Building Software Defined Infrastructure: Observability In Microservice Architecture

Building dynamic microservices based infrastructure introduces the potential for variable latency which brings new monitoring challenges that require an understanding of observability.

This article is part of ‘Building Software Defined Infrastructure: Part 3 - Monitoring Dynamic Resource’

Monitoring microservices not only embraces traditional broadcast signal monitoring but also adds to it to establish the reliability of the infrastructure, which is dynamic by its very design. This leads to a type of monitoring philosophy that may be new to broadcasters but is known to IT and network engineers, and that is observability.

Monitoring can be thought of as the process of tracking anomalies over time, whereas observability is centered around understanding dynamic systems in real-time. On the face of it these may look virtually the same, but as we understand more about the dynamic nature of microservices then the differences become much more apparent.

Monitoring signals in a broadcast facility is an engineer’s fundamental role. The reliability of video and audio signals is of paramount importance as this fundamentally drives the quality of the broadcast. Until the adoption of software infrastructures, this has been the limit of our monitoring needs. We don’t need to worry if a production switcher responds quickly to switching to another camera, or whether opening a fader on a sound desk will increase the level of the audio signal quickly. This is because the operational consoles have a direct connection to the video and audio processing units and generally do not go through any type of computer network. This is not true of software infrastructures.

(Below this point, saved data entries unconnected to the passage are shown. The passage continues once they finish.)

use crate::config::types::Config;
use crate::config::validation::validate;
use crate::ConfigError;
use sha2::{Digest, Sha256};
use std::path::Path;

/// Loads and parses a configuration file from the given path
///
/// # Arguments
///
/// * `path` - Path to the TOML configuration file
///
/// # Returns
///
/// * `Ok(Config)` - Successfully loaded and validated configuration
/// * `Err(ConfigError)` - Failed to load, parse, or validate the configuration
///
/// # Example
///
/// ```no_run
/// use std::path::Path;
/// use rift_crawler::config::load_config;
///
/// let config = load_config(Path::new("crawler.toml")).unwrap();
/// println!("Batch size: {}", config.crawler.batch_size);
/// ```
pub fn load_config(path: &Path) -> Result<Config, ConfigError> {
    let content = std::fs::read_to_string(path)?;
    parse_config(&content)
}

/// Parses and validates configuration from TOML text
pub fn parse_config(content: &str) -> Result<Config, ConfigError> {
    let config: Config = toml::from_str(content)?;
    validate(&config)?;
    Ok(config)
}

/// Computes a SHA-256 hash of the configuration file content
///
/// The hash is stored with each crawl run so runs can be matched to the
/// configuration that produced them.
///
/// # Arguments
///
/// * `path` - Path to the TOML configuration file
///
/// # Returns
///
/// * `Ok(String)` - Hex-encoded SHA-256 hash of the file content
/// * `Err(ConfigError)` - Failed to read the file
pub fn compute_config_hash(path: &Path) -> Result<String, ConfigError> {
    let content = std::fs::read_to_string(path)?;
    let mut hasher = Sha256::new();
    hasher.update(content.as_bytes());
    let result = hasher.finalize();
    Ok(hex::encode(result))
}

/// Loads a configuration and returns both the config and its hash
///
/// # Arguments
///
/// * `path` - Path to the TOML configuration file
///
/// # Returns
///
/// * `Ok((Config, String))` - Successfully loaded configuration and its hash
/// * `Err(ConfigError)` - Failed to load or parse the configuration
pub fn load_config_with_hash(path: &Path) -> Result<(Config, String), ConfigError> {
    let config = load_config(path)?;
    let hash = compute_config_hash(path)?;
    Ok((config, hash))
}

#[cfg(test)]
mod tests {
    use super::*;
    use crate::state::RankTier;
    use std::io::Write;
    use tempfile::NamedTempFile;

    fn create_temp_config(content: &str) -> NamedTempFile {
        let mut file = NamedTempFile::new().unwrap();
        file.write_all(content.as_bytes()).unwrap();
        file.flush().unwrap();
        file
    }

    #[test]
    fn test_load_valid_config() {
        let config_content = r#"
[crawler]
batch-size = 5
batch-cooldown = 2000
seed-match-id = "NA1_1234"
warm-start-sample = 3

[filter]
tier-band = ["DIAMOND", "MASTER", "GRANDMASTER", "CHALLENGER"]
patch-whitelist = ["14.5", "14.6"]

[api]
regional-url = "https://americas.api.riotgames.com"
platform-url = "https://na1.api.riotgames.com"
api-key-env = "TEST_RIOT_KEY"
timeout-secs = 5

[output]
database-path = "./test.db"
"#;

        let file = create_temp_config(config_content);
        let config = load_config(file.path()).unwrap();

        assert_eq!(config.crawler.batch_size, 5);
        assert_eq!(config.crawler.cooldown().as_millis(), 2000);
        assert_eq!(config.crawler.seed_match_id, "NA1_1234");
        assert_eq!(config.filter.band().floor(), Some(RankTier::Diamond));
        assert_eq!(config.filter.patches().len(), 2);
        assert_eq!(config.api.api_key_env, "TEST_RIOT_KEY");
    }

    #[test]
    fn test_load_config_applies_defaults() {
        let config_content = r#"
[output]
database-path = "./test.db"
"#;

        let file = create_temp_config(config_content);
        let config = load_config(file.path()).unwrap();

        assert_eq!(config.crawler.batch_size, 10);
        assert_eq!(config.crawler.batch_cooldown, 10_000);
        assert_eq!(config.crawler.warm_start_sample, 11);
        assert_eq!(config.crawler.seed_match_id, "NA1_4954804129");
        assert_eq!(config.filter.tier_band.len(), 5);
        assert_eq!(config.filter.patch_whitelist, vec!["14.4", "14.5", "14.6"]);
    }

    #[test]
    fn test_load_config_with_invalid_path() {
        let result = load_config(Path::new("/nonexistent/config.toml"));
        assert!(result.is_err());
    }

    #[test]
    fn test_load_config_with_invalid_toml() {
        let config_content = "this is not valid TOML {{{";
        let file = create_temp_config(config_content);
        let result = load_config(file.path());
        assert!(result.is_err());
    }

    #[test]
    fn test_load_config_with_unknown_tier() {
        let config_content = r#"
[filter]
tier-band = ["DIAMOND", "LEGEND"]

[output]
database-path = "./test.db"
"#;

        let file = create_temp_config(config_content);
        let result = load_config(file.path());
        assert!(matches!(result.unwrap_err(), ConfigError::Parse(_)));
    }

    #[test]
    fn test_load_config_with_validation_error() {
        let config_content = r#"
[crawler]
batch-size = 0

[output]
database-path = "./test.db"
"#;

        let file = create_temp_config(config_content);
        let result = load_config(file.path());
        assert!(result.is_err());
        assert!(matches!(result.unwrap_err(), ConfigError::Validation(_)));
    }

    #[test]
    fn test_compute_config_hash() {
        let config_content = "test content";
        let file = create_temp_config(config_content);

        let hash1 = compute_config_hash(file.path()).unwrap();
        let hash2 = compute_config_hash(file.path()).unwrap();

        // Same content should produce same hash
        assert_eq!(hash1, hash2);
        assert_eq!(hash1.len(), 64); // SHA-256 produces 64 hex characters
    }

    #[test]
    fn test_different_content_different_hash() {
        let file1 = create_temp_config("content 1");
        let file2 = create_temp_config("content 2");

        let hash1 = compute_config_hash(file1.path()).unwrap();
        let hash2 = compute_config_hash(file2.path()).unwrap();

        assert_ne!(hash1, hash2);
    }
}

Software Infrastructure Dynamic Interaction

When adopting software defined infrastructures the dynamic nature of both the network and software applications, such as microservices, not only introduces latency, but also has the potential to make the latency variable. This leads to many new challenges as we can no longer assume that the control interface to the service providing microservice is predictable or static.

To get a deeper understanding of this we need to look at what is going on with a group of services. For example, if four cameras are streamed into a microservice production switcher then not only do we need to look at the latencies and signal quality of the video, but we also need to look at the control systems between the human control interface (HCI) and the various elements within the production switcher.

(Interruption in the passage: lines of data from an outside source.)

//! SQLite storage implementation
//!
//! This module provides a SQLite-based implementation of the Storage trait.
//! Writes use `INSERT OR IGNORE` so re-ingesting a row is a no-op.

use crate::state::RankTier;
use crate::storage::schema::initialize_schema;
use crate::storage::traits::{Storage, StorageError, StorageResult};
use crate::storage::{
    MatchRecord, ParticipantRecord, PlayerInherentRecord, PlayerTimestampRecord, RunRecord,
    RunStatus, TeamTimestampRecord,
};
use crate::CrawlError;
use chrono::Utc;
use rusqlite::{params, Connection, OptionalExtension, Row};
use std::path::Path;

/// SQLite storage backend
pub struct SqliteStorage {
    conn: Connection,
}

impl SqliteStorage {
    /// Creates a new SqliteStorage instance
    ///
    /// # Arguments
    ///
    /// * `path` - Path to the SQLite database file
    ///
    /// # Returns
    ///
    /// * `Ok(SqliteStorage)` - Successfully opened/created database
    /// * `Err(CrawlError)` - Failed to open database
    pub fn new(path: &Path) -> Result<Self, CrawlError> {
        let conn = Connection::open(path)?;

        conn.execute_batch(
            "
            PRAGMA journal_mode = WAL;
            PRAGMA synchronous = NORMAL;
            PRAGMA foreign_keys = ON;
            PRAGMA temp_store = MEMORY;
        ",
        )?;

        initialize_schema(&conn)?;

        Ok(Self { conn })
    }

    /// Creates an in-memory database (for testing)
    #[cfg(test)]
    pub fn new_in_memory() -> Result<Self, CrawlError> {
        let conn = Connection::open_in_memory()?;
        conn.execute_batch("PRAGMA foreign_keys = ON;")?;
        initialize_schema(&conn)?;
        Ok(Self { conn })
    }

    fn read_run(row: &Row<'_>) -> rusqlite::Result<RunRecord> {
        Ok(RunRecord {
            id: row.get(0)?,
            started_at: row.get(1)?,
            finished_at: row.get(2)?,
            config_hash: row.get(3)?,
            status: RunStatus::from_db_string(&row.get::<_, String>(4)?)
                .unwrap_or(RunStatus::Failed),
            matches_ingested: row.get::<_, i64>(5)? as u64,
        })
    }
}

/// Encodes tiers as a comma-separated list
fn encode_ranks(ranks: &[RankTier]) -> String {
    ranks
        .iter()
        .map(|t| t.to_db_string())
        .collect::<Vec<_>>()
        .join(",")
}

fn decode_ranks(encoded: &str) -> StorageResult<Vec<RankTier>> {
    encoded
        .split(',')
        .filter(|s| !s.is_empty())
        .map(|s| {
            RankTier::from_db_string(s).ok_or_else(|| StorageError::Corrupt {
                table: "matches",
                detail: format!("unknown tier '{}'", s),
            })
        })
        .collect()
}

impl Storage for SqliteStorage {
    // ===== Run Management =====

    fn create_run(&mut self, config_hash: &str) -> StorageResult<i64> {
        let now = Utc::now().to_rfc3339();
        self.conn.execute(
            "INSERT INTO runs (started_at, config_hash, status) VALUES (?1, ?2, ?3)",
            params![now, config_hash, RunStatus::Running.to_db_string()],
        )?;
        Ok(self.conn.last_insert_rowid())
    }

    fn finish_run(
        &mut self,
        run_id: i64,
        status: RunStatus,
        ingested: u64,
    ) -> StorageResult<()> {
        let now = Utc::now().to_rfc3339();
        let updated = self.conn.execute(
            "UPDATE runs SET status = ?1, finished_at = ?2, matches_ingested = ?3 WHERE id = ?4",
            params![status.to_db_string(), now, ingested as i64, run_id],
        )?;

        if updated == 0 {
            return Err(StorageError::RunNotFound(run_id));
        }
        Ok(())
    }

    fn get_latest_run(&self) -> StorageResult<Option<RunRecord>> {
        let run = self
            .conn
            .query_row(
                "SELECT id, started_at, finished_at, config_hash, status, matches_ingested
                 FROM runs ORDER BY id DESC LIMIT 1",
                [],
                Self::read_run,
            )
            .optional()?;

        Ok(run)
    }

    // ===== Matches =====

    fn upsert_match(&mut self, record: &MatchRecord) -> StorageResult<bool> {
        let inserted = self.conn.execute(
            "INSERT OR IGNORE INTO matches
             (match_id, ranks, patch, game_creation, game_duration, game_mode, game_type, queue_id)
             VALUES (?1, ?2, ?3, ?4, ?5, ?6, ?7, ?8)",
            params![
                record.match_id,
                encode_ranks(&record.ranks),
                record.patch,
                record.game_creation,
                record.game_duration,
                record.game_mode,
                record.game_type,
                record.queue_id,
            ],
        )?;
        Ok(inserted > 0)
    }

    fn get_match(&self, match_id: &str) -> StorageResult<Option<MatchRecord>> {
        let row = self
            .conn
            .query_row(
                "SELECT match_id, ranks, patch, game_creation, game_duration,
                        COALESCE(game_mode, ''), COALESCE(game_type, ''), queue_id
                 FROM matches WHERE match_id = ?1",
                params![match_id],
                |row| {
                    Ok((
                        row.get::<_, String>(0)?,
                        row.get::<_, String>(1)?,
                        row.get::<_, String>(2)?,
                        row.get::<_, i64>(3)?,
                        row.get::<_, i64>(4)?,
                        row.get::<_, String>(5)?,
                        row.get::<_, String>(6)?,
                        row.get::<_, i64>(7)?,
                    ))
                },
            )
            .optional()?;

        let Some((match_id, ranks, patch, creation, duration, mode, kind, queue)) = row else {
            return Ok(None);
        };

        Ok(Some(MatchRecord {
            match_id,
            ranks: decode_ranks(&ranks)?,
            patch,
            game_creation: creation,
            game_duration: duration,
            game_mode: mode,
            game_type: kind,
            queue_id: queue,
        }))
    }

    fn list_match_ids(&self) -> StorageResult<Vec<String>> {
        let mut stmt = self.conn.prepare("SELECT match_id FROM matches")?;
        let ids = stmt
            .query_map([], |row| row.get(0))?
            .collect::<Result<Vec<String>, _>>()?;
        Ok(ids)
    }

    // ===== Participants =====

    fn upsert_participant(&mut self, record: &ParticipantRecord) -> StorageResult<bool> {
        let inserted = self.conn.execute(
            "INSERT OR IGNORE INTO participants (puuid, name, account_id, summoner_id, ranked_tier)
             VALUES (?1, ?2, ?3, ?4, ?5)",
            params![
                record.puuid,
                record.name,
                record.account_id,
                record.summoner_id,
                record.ranked_tier.map(|t| t.to_db_string()),
            ],
        )?;
        Ok(inserted > 0)
    }

    fn get_participant(&self, puuid: &str) -> StorageResult<Option<ParticipantRecord>> {
        let row = self
            .conn
            .query_row(
                "SELECT puuid, name, account_id, summoner_id, ranked_tier
                 FROM participants WHERE puuid = ?1",
                params![puuid],
                |row| {
                    Ok((
                        row.get::<_, String>(0)?,
                        row.get::<_, String>(1)?,
                        row.get::<_, String>(2)?,
                        row.get::<_, String>(3)?,
                        row.get::<_, Option<String>>(4)?,
                    ))
                },
            )
            .optional()?;

        let Some((puuid, name, account_id, summoner_id, tier)) = row else {
            return Ok(None);
        };

        let ranked_tier = match tier {
            Some(label) => Some(RankTier::from_db_string(&label).ok_or_else(|| {
                StorageError::Corrupt {
                    table: "participants",
                    detail: format!("unknown tier '{}'", label),
                }
            })?),
            None => None,
        };

        Ok(Some(ParticipantRecord {
            puuid,
            name,
            account_id,
            summoner_id,
            ranked_tier,
        }))
    }

    fn list_participant_ids(&self) -> StorageResult<Vec<String>> {
        let mut stmt = self.conn.prepare("SELECT puuid FROM participants")?;
        let ids = stmt
            .query_map([], |row| row.get(0))?
            .collect::<Result<Vec<String>, _>>()?;
        Ok(ids)
    }

    // ===== Statistics rows =====

    fn insert_player_inherents(
        &mut self,
        records: &[PlayerInherentRecord],
    ) -> StorageResult<usize> {
        let tx = self.conn.transaction()?;
        let mut inserted = 0;
        {
            let mut stmt = tx.prepare_cached(
                "INSERT OR IGNORE INTO player_inherents
                 (match_id, participant_id, champion_name, puuid, team_id, team_position, win)
                 VALUES (?1, ?2, ?3, ?4, ?5, ?6, ?7)",
            )?;
            for r in records {
                inserted += stmt.execute(params![
                    r.match_id,
                    r.participant_id,
                    r.champion_name,
                    r.puuid,
                    r.team_id,
                    r.team_position,
                    r.win,
                ])?;
            }
        }
        tx.commit()?;
        Ok(inserted)
    }

    fn insert_team_timestamps(&mut self, records: &[TeamTimestampRecord]) -> StorageResult<usize> {
        let tx = self.conn.transaction()?;
        let mut inserted = 0;
        {
            let mut stmt = tx.prepare_cached(
                "INSERT OR IGNORE INTO team_timestamps
                 (match_id, team_id, timestamp, baron_kills, horde_kills,
                  earth_dragon_kills, fire_dragon_kills, water_dragon_kills, air_dragon_kills,
                  elder_dragon_kills, chem_dragon_kills, hex_dragon_kills, rift_herald_kills,
                  outer_turret_kills, inner_turret_kills, base_turret_kills, nexus_turret_kills,
                  inhibitor_kills, turret_plate_kills)
                 VALUES (?1, ?2, ?3, ?4, ?5, ?6, ?7, ?8, ?9, ?10,
                         ?11, ?12, ?13, ?14, ?15, ?16, ?17, ?18, ?19)",
            )?;
            for r in records {
                let c = &r.counters;
                inserted += stmt.execute(params![
                    r.match_id,
                    r.team_id,
                    r.timestamp,
                    c.baron_kills,
                    c.horde_kills,
                    c.earth_dragon_kills,
                    c.fire_dragon_kills,
                    c.water_dragon_kills,
                    c.air_dragon_kills,
                    c.elder_dragon_kills,
                    c.chem_dragon_kills,
                    c.hex_dragon_kills,
                    c.rift_herald_kills,
                    c.outer_turret_kills,
                    c.inner_turret_kills,
                    c.base_turret_kills,
                    c.nexus_turret_kills,
                    c.inhibitor_kills,
                    c.turret_plate_kills,
                ])?;
            }
        }
        tx.commit()?;
        Ok(inserted)
    }

    fn insert_player_timestamps(
        &mut self,
        records: &[PlayerTimestampRecord],
    ) -> StorageResult<usize> {
        let tx = self.conn.transaction()?;
        let mut inserted = 0;
        {
            let mut stmt = tx.prepare_cached(
                "INSERT OR IGNORE INTO player_timestamps
                 (match_id, participant_id, timestamp, current_gold, total_gold,
                  gold_per_second, xp, level, minions_killed, jungle_minions_killed,
                  time_enemy_spent_controlled, x, y, health, health_max, attack_damage,
                  ability_power, armor, magic_resist, movement_speed,
                  total_damage_done_to_champions, total_damage_taken,
                  kills, deaths, assists, wards_placed, wards_killed)
                 VALUES (?1, ?2, ?3, ?4, ?5, ?6, ?7, ?8, ?9, ?10,
                         ?11, ?12, ?13, ?14, ?15, ?16, ?17, ?18, ?19, ?20,
                         ?21, ?22, ?23, ?24, ?25, ?26, ?27)",
            )?;
            for r in records {
                inserted += stmt.execute(params![
                    r.match_id,
                    r.participant_id,
                    r.timestamp,
                    r.current_gold,
                    r.total_gold,
                    r.gold_per_second,
                    r.xp,
                    r.level,
                    r.minions_killed,
                    r.jungle_minions_killed,
                    r.time_enemy_spent_controlled,
                    r.x,
                    r.y,
                    r.health,
                    r.health_max,
                    r.attack_damage,
                    r.ability_power,
                    r.armor,
                    r.magic_resist,
                    r.movement_speed,
                    r.total_damage_done_to_champions,
                    r.total_damage_taken,
                    r.counters.kills,
                    r.counters.deaths,
                    r.counters.assists,
                    r.counters.wards_placed,
                    r.counters.wards_killed,
                ])?;
            }
        }
        tx.commit()?;
        Ok(inserted)
    }

    // ===== Statistics =====

    fn count_matches(&self) -> StorageResult<u64> {
        let count: i64 = self
            .conn
            .query_row("SELECT COUNT(*) FROM matches", [], |row| row.get(0))?;
        Ok(count as u64)
    }

    fn count_participants(&self) -> StorageResult<u64> {
        let count: i64 = self
            .conn
            .query_row("SELECT COUNT(*) FROM participants", [], |row| row.get(0))?;
        Ok(count as u64)
    }

    fn count_participants_by_tier(&self) -> StorageResult<Vec<(Option<RankTier>, u64)>> {
        let mut stmt = self
            .conn
            .prepare("SELECT ranked_tier, COUNT(*) FROM participants GROUP BY ranked_tier")?;

        let rows = stmt.query_map([], |row| {
            Ok((row.get::<_, Option<String>>(0)?, row.get::<_, i64>(1)?))
        })?;

        let mut breakdown = Vec::new();
        for row in rows {
            let (label, count) = row?;
            // Unknown labels fold into unranked rather than failing the report
            let tier = label.as_deref().and_then(RankTier::from_db_string);
            breakdown.push((tier, count as u64));
        }

        breakdown.sort_by_key(|(tier, _)| *tier);
        Ok(breakdown)
    }

    fn count_matches_by_patch(&self) -> StorageResult<Vec<(String, u64)>> {
        let mut stmt = self
            .conn
            .prepare("SELECT patch, COUNT(*) FROM matches GROUP BY patch ORDER BY patch")?;

        let patches = stmt
            .query_map([], |row| Ok((row.get(0)?, row.get::<_, i64>(1)? as u64)))?
            .collect::<Result<Vec<_>, _>>()?;

        Ok(patches)
    }
}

The art of fully embracing microservice architectures requires us to think of the production switcher not as a single monolithic software application, but many smaller programs that combine to make the whole production switcher unit. This delivers incredible flexibility for the broadcaster and provides many monetizing opportunities for the vendor. A broadcaster may only need a single program bank with a downstream keyer for a specific application one day, and then a full two ME bank switcher with multiple keys and DVE on another day. In the spirit of microservices, this can be achieved relatively easily.

Variable Control Latency

Looking at the signal flow for the simple single four input bank with a DSK, the control from the users HCI is relatively straight forward as it’s just a TCP/IP connection to the application. The major difference between this microservice infrastructure and that of a dedicated hardware switcher, is that the control between the HCI and the microservice production switcher application is subject to all the challenges any other IP packets will have in a network. Packets may be lost, be delivered out of sequence, or just delayed by the network switches. TCP solves all these challenges (assuming there is no permanent link failure in the network) but does so at the expense of latency. If the latency is small, then nobody cares, but if it is large, then a major operational problem soon transpires.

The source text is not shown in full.